Winceworth let the young man run his excited patter, and let his words bounce off the parquet flooring and stuccoed walls as he walked through dark hallways and passageways. He knew these corridors vaguely through incidental trips to the Reading Room, or weekend visits attempting to find interest in a schatzkammer of things rather than words as a reprieve from Swansby House. They were walking at such a brisk pace, however, that any sense Winceworth might have had of which part of the museum they were passing or which direction they were facing was soon lost. They continued through heavy doors and skipped down side corridors.
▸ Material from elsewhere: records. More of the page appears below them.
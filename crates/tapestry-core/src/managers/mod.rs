//! Per-category batch managers (spec §4.5–§4.7): each implements
//! `batch_manager::Transition` for its category's state enum and wraps
//! itself as a `batch_manager::BatchManager` via the generic `advance`
//! driver, so `runner.rs` can hold a `Vec<Box<dyn BatchManager>>` spanning
//! every category.
//!
//! Grounded on `context_use/memories/manager.py`,
//! `context_use/memories/refinement/manager.py`, and
//! `context_use/pipelines/memory_candidates/manager.py`.

mod candidates;
mod memories;
mod refinement;

pub use candidates::MemoryCandidatesManager;
pub use memories::MemoriesManager;
pub use refinement::RefinementManager;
The only sound was the tap of their footfall until, after what seemed an age, Winceworth heard the clink of glass and strains of music marbling in the air. Around a final corner, and the refined, honeyed light of candles pooled in a splash across the floor. His companion drew back a velvet curtain,

fnuck—

What is there to say of the party, when he found it? The decoration of course should take prominence. He had heard of the Secretum and its contents, its Bacchic marbles, tableaux, statues, pieces of masonry, cups, jewellery – all obscene and all on show for the chosen few. These were artefacts that were deemed too contentious or deemed corruptingly erotic for public display, and yet here they all were in their cases and on plinths and on candle-lit vitrines. Winceworth saw a thrusting, bristling, orgy of treasures.